Restrictions on Public Sale by Designated Holders. To the extent (i) requested (A) by the Company or the Initiating Holders, as the case may be, in the case of a non-underwritten public offering and (B) by the Approved Underwriter or the Company Underwriter, as the case may be, in the case of an underwritten public offering and (ii) all of the Company's officers, directors and holders in excess of one percent (1%) of its outstanding capital stock execute agreements identical to those referred to in this Section 5(a), each Designated Holder agrees (x) not to effect any public sale or distribution of any Registrable Securities or of any securities convertible into or exchangeable or exercisable for such Registrable Securities, including a sale pursuant to Rule 144 under the Securities Act, or offer to sell, contract to sell (including without limitation any short sale), grant any option to purchase or enter into any hedging or similar transaction with the same economic effect as a public sale any Registrable Securities and (y) not to make any request for a Demand Registration under this Agreement, during the ninety (90) day period or such shorter period, if any, mutually agreed upon by such Designated Holder and the requesting party beginning on the effective date of the Registration Statement (except as part of such registration) for such public offering.
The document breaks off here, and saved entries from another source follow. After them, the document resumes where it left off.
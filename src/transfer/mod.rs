//! gRPC service streaming a tag's current image as an OCI layout archive.
//!
//! `Pull` answers a [`proto::TagRequest`] with a stream of chunks, every
//! [`PROGRESS_EVERY`]th preceded by progress, and closes with a progress
//! message covering the whole archive. `Push` takes a stream whose first message
//! is a header naming the tag, followed by chunks, and answers with a single
//! [`proto::PushAck`] once the client closes its side.

pub mod auth;
pub mod client;
pub mod proto;
pub mod server;

use crate::error::Error;
use crate::secret_string::SecretString;
use std::io;
use std::time::Duration;
use tokio::io::{AsyncRead, AsyncReadExt};
use tonic::{Code, Status};

pub use auth::{Authorizer, KubeAuthorizer, Verb};
pub use client::TransferClient;
pub use proto::Progress;
pub use server::TransferServer;

pub const CHUNK_SIZE: usize = 1024;
pub const PROGRESS_EVERY: usize = 50;

/// Response metadata naming the image a pull streams.
pub(crate) static REFERENCE_METADATA: &str = "tagger-reference";
pub(crate) static GENERATION_METADATA: &str = "tagger-generation";

/// Identifies the tag a transfer is about and carries the caller's bearer token.
#[derive(Debug, Clone, PartialEq)]
pub struct Request {
    pub namespace: String,
    pub name: String,
    pub token: SecretString,
}

impl Request {
    pub fn new(namespace: impl Into<String>, name: impl Into<String>, token: impl Into<String>) -> Self {
        Self {
            namespace: namespace.into(),
            name: name.into(),
            token: SecretString::new(token),
        }
    }

    fn missing_field(&self) -> Option<&'static str> {
        if self.namespace.is_empty() {
            Some("namespace")
        } else if self.name.is_empty() {
            Some("name")
        } else if self.token.is_empty() {
            Some("token")
        } else {
            None
        }
    }
}

impl From<&Request> for proto::TagRequest {
    fn from(request: &Request) -> Self {
        Self {
            namespace: request.namespace.clone(),
            name: request.name.clone(),
            token: request.token.expose_secret().to_string(),
        }
    }
}

impl From<proto::TagRequest> for Request {
    fn from(request: proto::TagRequest) -> Self {
        Request::new(request.namespace, request.name, request.token)
    }
}

#[derive(Debug, Clone, PartialEq, Eq)]
pub struct Ack {
    /// Reference the transferred archive corresponds to
    pub reference: String,
    pub size: u64,
    /// Tag generation the archive belongs to
    pub generation: Option<i64>,
}

impl From<proto::PushAck> for Ack {
    fn from(ack: proto::PushAck) -> Self {
        Self {
            reference: ack.reference,
            size: ack.size,
            generation: ack.generation,
        }
    }
}

impl From<Error> for Status {
    fn from(e: Error) -> Self {
        match e {
            Error::Unauthorized(message) => Status::permission_denied(message),
            Error::Protocol(message) => Status::invalid_argument(message),
            Error::MirrorNotConfigured => Status::failed_precondition(e.to_string()),
            e @ Error::NotFound { .. } => Status::not_found(e.to_string()),
            e @ Error::Timeout(_) => Status::deadline_exceeded(e.to_string()),
            other => Status::internal(other.to_string()),
        }
    }
}

impl From<Status> for Error {
    fn from(status: Status) -> Self {
        let message = status.message().to_string();
        match status.code() {
            Code::PermissionDenied | Code::Unauthenticated => Error::Unauthorized(message),
            Code::InvalidArgument => Error::Protocol(message),
            code => Error::Transfer { code, message },
        }
    }
}

#[derive(Debug, Clone, Copy)]
pub struct Keepalive {
    /// Longest wait for the next message, also the HTTP/2 ping interval
    pub idle: Duration,
    pub max_age: Duration,
    /// Extra time an RPC still running at max age gets to finish
    pub grace: Duration,
}

impl Default for Keepalive {
    fn default() -> Self {
        Self {
            idle: Duration::from_secs(60),
            max_age: Duration::from_secs(20 * 60),
            grace: Duration::from_secs(60),
        }
    }
}

impl Keepalive {
    /// Hard limit on a single RPC.
    pub fn deadline(&self) -> Duration {
        self.max_age + self.grace
    }
}

/// Reads until `buf` is full or the reader is exhausted, so every chunk but
/// the last has the full size.
async fn read_chunk<R: AsyncRead + Unpin>(reader: &mut R, buf: &mut [u8]) -> io::Result<usize> {
    let mut filled = 0;
    while filled < buf.len() {
        let n = reader.read(&mut buf[filled..]).await?;
        if n == 0 {
            break;
        }
        filled += n;
    }
    Ok(filled)
}

#[cfg(test)]
mod tests {
    use super::*;

    #[test]
    fn test_status_round_trip_keeps_kind() {
        let status = Status::from(Error::Unauthorized("token rejected".to_string()));
        assert_eq!(status.code(), Code::PermissionDenied);
        assert!(matches!(Error::from(status), Error::Unauthorized(m) if m == "token rejected"));

        let status = Status::from(Error::protocol("request is missing token"));
        assert_eq!(status.code(), Code::InvalidArgument);
        assert!(matches!(Error::from(status), Error::Protocol(_)));

        let status = Status::from(Error::not_found("Tag", "team", "app"));
        assert_eq!(status.code(), Code::NotFound);
        let err = Error::from(status);
        assert!(matches!(err, Error::Transfer { code: Code::NotFound, .. }));
        assert!(err.to_string().contains("Tag team/app not found"), "{err}");
    }

    #[test]
    fn test_tag_request_debug_redacts_token() {
        let request = proto::TagRequest::from(&Request::new("team", "app", "s3cr3t"));
        assert_eq!(request.token, "s3cr3t");
        assert!(!format!("{:?}", request).contains("s3cr3t"));
    }
}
No Designated Holder of Registrable Securities subject to this Section 5(a) shall be released from any obligation under any agreement, arrangement or understanding entered into pursuant to this Section 5(a) unless all other Designated Holders of Registrable Securities subject to the same obligation are also released. All Designated Holders of Registrable Securities shall be automatically released from any obligations under any agreement, arrangement or understanding entered into pursuant to this Section 5(a) immediately upon the expiration of the 90 day period.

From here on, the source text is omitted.